[Instructions to follow]
The expected output is the complete listing, copied exactly.
(Beginning of Input material)
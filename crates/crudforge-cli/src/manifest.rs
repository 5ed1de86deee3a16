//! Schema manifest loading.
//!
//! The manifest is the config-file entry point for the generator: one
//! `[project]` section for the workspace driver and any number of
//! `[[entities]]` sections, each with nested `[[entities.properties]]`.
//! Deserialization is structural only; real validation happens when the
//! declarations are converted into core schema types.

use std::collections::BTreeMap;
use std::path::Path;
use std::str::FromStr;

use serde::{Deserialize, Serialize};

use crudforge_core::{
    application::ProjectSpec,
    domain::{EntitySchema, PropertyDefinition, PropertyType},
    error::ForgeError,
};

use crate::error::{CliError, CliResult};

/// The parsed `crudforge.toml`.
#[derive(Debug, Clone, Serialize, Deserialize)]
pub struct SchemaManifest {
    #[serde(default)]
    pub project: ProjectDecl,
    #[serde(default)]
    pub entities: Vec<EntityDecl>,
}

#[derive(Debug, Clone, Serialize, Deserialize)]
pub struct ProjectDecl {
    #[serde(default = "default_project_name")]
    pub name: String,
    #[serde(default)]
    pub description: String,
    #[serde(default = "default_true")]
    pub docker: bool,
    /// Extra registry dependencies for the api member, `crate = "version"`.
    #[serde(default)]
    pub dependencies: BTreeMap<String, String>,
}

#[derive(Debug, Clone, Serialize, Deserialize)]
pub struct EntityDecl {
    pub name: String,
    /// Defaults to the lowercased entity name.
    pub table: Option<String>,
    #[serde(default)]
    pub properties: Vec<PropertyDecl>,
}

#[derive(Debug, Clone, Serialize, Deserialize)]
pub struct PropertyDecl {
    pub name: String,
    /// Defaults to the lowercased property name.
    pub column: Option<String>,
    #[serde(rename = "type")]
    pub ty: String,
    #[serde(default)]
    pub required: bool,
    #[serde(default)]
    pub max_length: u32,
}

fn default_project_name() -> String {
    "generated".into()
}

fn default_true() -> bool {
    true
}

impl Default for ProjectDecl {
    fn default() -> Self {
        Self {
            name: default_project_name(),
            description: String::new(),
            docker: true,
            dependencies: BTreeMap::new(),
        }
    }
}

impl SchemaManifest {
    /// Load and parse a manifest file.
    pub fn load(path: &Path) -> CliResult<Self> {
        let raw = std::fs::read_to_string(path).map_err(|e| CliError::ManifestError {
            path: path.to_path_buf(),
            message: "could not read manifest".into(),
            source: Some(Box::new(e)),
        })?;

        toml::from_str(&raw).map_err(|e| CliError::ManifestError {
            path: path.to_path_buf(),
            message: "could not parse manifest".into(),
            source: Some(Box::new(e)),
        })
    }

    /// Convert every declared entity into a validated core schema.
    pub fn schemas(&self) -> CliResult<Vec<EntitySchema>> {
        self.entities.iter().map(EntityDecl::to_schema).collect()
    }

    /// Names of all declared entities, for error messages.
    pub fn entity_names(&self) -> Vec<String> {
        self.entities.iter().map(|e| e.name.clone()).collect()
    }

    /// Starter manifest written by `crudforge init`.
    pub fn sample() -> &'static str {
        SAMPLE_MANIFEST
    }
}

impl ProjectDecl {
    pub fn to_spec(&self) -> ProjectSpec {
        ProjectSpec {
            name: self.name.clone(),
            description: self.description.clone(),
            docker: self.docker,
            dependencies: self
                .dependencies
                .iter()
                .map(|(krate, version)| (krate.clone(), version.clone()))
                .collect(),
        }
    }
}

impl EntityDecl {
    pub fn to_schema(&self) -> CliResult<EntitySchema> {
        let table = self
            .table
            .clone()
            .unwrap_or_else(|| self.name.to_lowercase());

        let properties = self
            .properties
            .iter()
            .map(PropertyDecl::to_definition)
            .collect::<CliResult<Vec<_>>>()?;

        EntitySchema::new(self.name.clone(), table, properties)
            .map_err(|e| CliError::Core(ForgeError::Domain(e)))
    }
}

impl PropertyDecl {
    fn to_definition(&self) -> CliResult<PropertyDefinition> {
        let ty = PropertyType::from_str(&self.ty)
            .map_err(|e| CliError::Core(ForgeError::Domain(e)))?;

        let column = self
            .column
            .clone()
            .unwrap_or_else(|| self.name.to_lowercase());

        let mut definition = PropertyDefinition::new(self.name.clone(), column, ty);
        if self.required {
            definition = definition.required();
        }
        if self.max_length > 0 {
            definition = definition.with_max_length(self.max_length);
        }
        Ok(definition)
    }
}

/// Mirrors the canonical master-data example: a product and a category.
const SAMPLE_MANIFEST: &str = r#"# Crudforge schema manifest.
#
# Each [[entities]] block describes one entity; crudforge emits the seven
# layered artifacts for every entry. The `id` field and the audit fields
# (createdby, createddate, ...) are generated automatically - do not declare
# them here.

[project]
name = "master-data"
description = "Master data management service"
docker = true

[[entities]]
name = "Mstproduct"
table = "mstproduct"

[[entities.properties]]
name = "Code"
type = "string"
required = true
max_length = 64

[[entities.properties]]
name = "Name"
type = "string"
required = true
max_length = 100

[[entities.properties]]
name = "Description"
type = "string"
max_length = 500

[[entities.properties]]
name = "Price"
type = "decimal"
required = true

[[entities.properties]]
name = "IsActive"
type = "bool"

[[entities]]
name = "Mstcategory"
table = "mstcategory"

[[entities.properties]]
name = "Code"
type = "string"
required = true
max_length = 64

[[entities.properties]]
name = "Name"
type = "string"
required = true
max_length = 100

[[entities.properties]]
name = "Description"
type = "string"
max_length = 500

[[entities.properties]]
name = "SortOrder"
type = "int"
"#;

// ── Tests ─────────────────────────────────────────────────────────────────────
(End of Input material)
[Written response]
filename crates/crudforge-cli/src/manifest.rs
repository 5ed1de86deee3a16
//! Schema manifest loading.
//!
//! The manifest is the config-file entry point for the generator: one
//! `[project]` section for the workspace driver and any number of
//! `[[entities]]` sections, each with nested `[[entities.properties]]`.
//! Deserialization is structural only; real validation happens when the
//! declarations are converted into core schema types.

use std::collections::BTreeMap;
use std::path::Path;
use std::str::FromStr;

use serde::{Deserialize, Serialize};

use crudforge_core::{
    application::ProjectSpec,
    domain::{EntitySchema, PropertyDefinition, PropertyType},
    error::ForgeError,
};

use crate::error::{CliError, CliResult};

/// The parsed `crudforge.toml`.
#[derive(Debug, Clone, Serialize, Deserialize)]
pub struct SchemaManifest {
    #[serde(default)]
    pub project: ProjectDecl,
    #[serde(default)]
    pub entities: Vec<EntityDecl>,
}

#[derive(Debug, Clone, Serialize, Deserialize)]
pub struct ProjectDecl {
    #[serde(default = "default_project_name")]
    pub name: String,
    #[serde(default)]
    pub description: String,
    #[serde(default = "default_true")]
    pub docker: bool,
    /// Extra registry dependencies for the api member, `crate = "version"`.
    #[serde(default)]
    pub dependencies: BTreeMap<String, String>,
}

#[derive(Debug, Clone, Serialize, Deserialize)]
pub struct EntityDecl {
    pub name: String,
    /// Defaults to the lowercased entity name.
    pub table: Option<String>,
    #[serde(default)]
    pub properties: Vec<PropertyDecl>,
}

#[derive(Debug, Clone, Serialize, Deserialize)]
pub struct PropertyDecl {
    pub name: String,
    /// Defaults to the lowercased property name.
    pub column: Option<String>,
    #[serde(rename = "type")]
    pub ty: String,
    #[serde(default)]
    pub required: bool,
    #[serde(default)]
    pub max_length: u32,
}

fn default_project_name() -> String {
    "generated".into()
}

fn default_true() -> bool {
    true
}

impl Default for ProjectDecl {
    fn default() -> Self {
        Self {
            name: default_project_name(),
            description: String::new(),
            docker: true,
            dependencies: BTreeMap::new(),
        }
    }
}

impl SchemaManifest {
    /// Load and parse a manifest file.
    pub fn load(path: &Path) -> CliResult<Self> {
        let raw = std::fs::read_to_string(path).map_err(|e| CliError::ManifestError {
            path: path.to_path_buf(),
            message: "could not read manifest".into(),
            source: Some(Box::new(e)),
        })?;

        toml::from_str(&raw).map_err(|e| CliError::ManifestError {
            path: path.to_path_buf(),
            message: "could not parse manifest".into(),
            source: Some(Box::new(e)),
        })
    }

    /// Convert every declared entity into a validated core schema.
    pub fn schemas(&self) -> CliResult<Vec<EntitySchema>> {
        self.entities.iter().map(EntityDecl::to_schema).collect()
    }

    /// Names of all declared entities, for error messages.
    pub fn entity_names(&self) -> Vec<String> {
        self.entities.iter().map(|e| e.name.clone()).collect()
    }

    /// Starter manifest written by `crudforge init`.
    pub fn sample() -> &'static str {
        SAMPLE_MANIFEST
    }
}

impl ProjectDecl {
    pub fn to_spec(&self) -> ProjectSpec {
        ProjectSpec {
            name: self.name.clone(),
            description: self.description.clone(),
            docker: self.docker,
            dependencies: self
                .dependencies
                .iter()
                .map(|(krate, version)| (krate.clone(), version.clone()))
                .collect(),
        }
    }
}

impl EntityDecl {
    pub fn to_schema(&self) -> CliResult<EntitySchema> {
        let table = self
            .table
            .clone()
            .unwrap_or_else(|| self.name.to_lowercase());

        let properties = self
            .properties
            .iter()
            .map(PropertyDecl::to_definition)
            .collect::<CliResult<Vec<_>>>()?;

        EntitySchema::new(self.name.clone(), table, properties)
            .map_err(|e| CliError::Core(ForgeError::Domain(e)))
    }
}

impl PropertyDecl {
    fn to_definition(&self) -> CliResult<PropertyDefinition> {
        let ty = PropertyType::from_str(&self.ty)
            .map_err(|e| CliError::Core(ForgeError::Domain(e)))?;

        let column = self
            .column
            .clone()
            .unwrap_or_else(|| self.name.to_lowercase());

        let mut definition = PropertyDefinition::new(self.name.clone(), column, ty);
        if self.required {
            definition = definition.required();
        }
        if self.max_length > 0 {
            definition = definition.with_max_length(self.max_length);
        }
        Ok(definition)
    }
}

/// Mirrors the canonical master-data example: a product and a category.
const SAMPLE_MANIFEST: &str = r#"# Crudforge schema manifest.
#
# Each [[entities]] block describes one entity; crudforge emits the seven
# layered artifacts for every entry. The `id` field and the audit fields
# (createdby, createddate, ...) are generated automatically - do not declare
# them here.

[project]
name = "master-data"
description = "Master data management service"
docker = true

[[entities]]
name = "Mstproduct"
table = "mstproduct"

[[entities.properties]]
name = "Code"
type = "string"
required = true
max_length = 64

[[entities.properties]]
name = "Name"
type = "string"
required = true
max_length = 100

[[entities.properties]]
name = "Description"
type = "string"
max_length = 500

[[entities.properties]]
name = "Price"
type = "decimal"
required = true

[[entities.properties]]
name = "IsActive"
type = "bool"

[[entities]]
name = "Mstcategory"
table = "mstcategory"

[[entities.properties]]
name = "Code"
type = "string"
required = true
max_length = 64

[[entities.properties]]
name = "Name"
type = "string"
required = true
max_length = 100

[[entities.properties]]
name = "Description"
type = "string"
max_length = 500

[[entities.properties]]
name = "SortOrder"
type = "int"
"#;

// ── Tests ─────────────────────────────────────────────────────────────────────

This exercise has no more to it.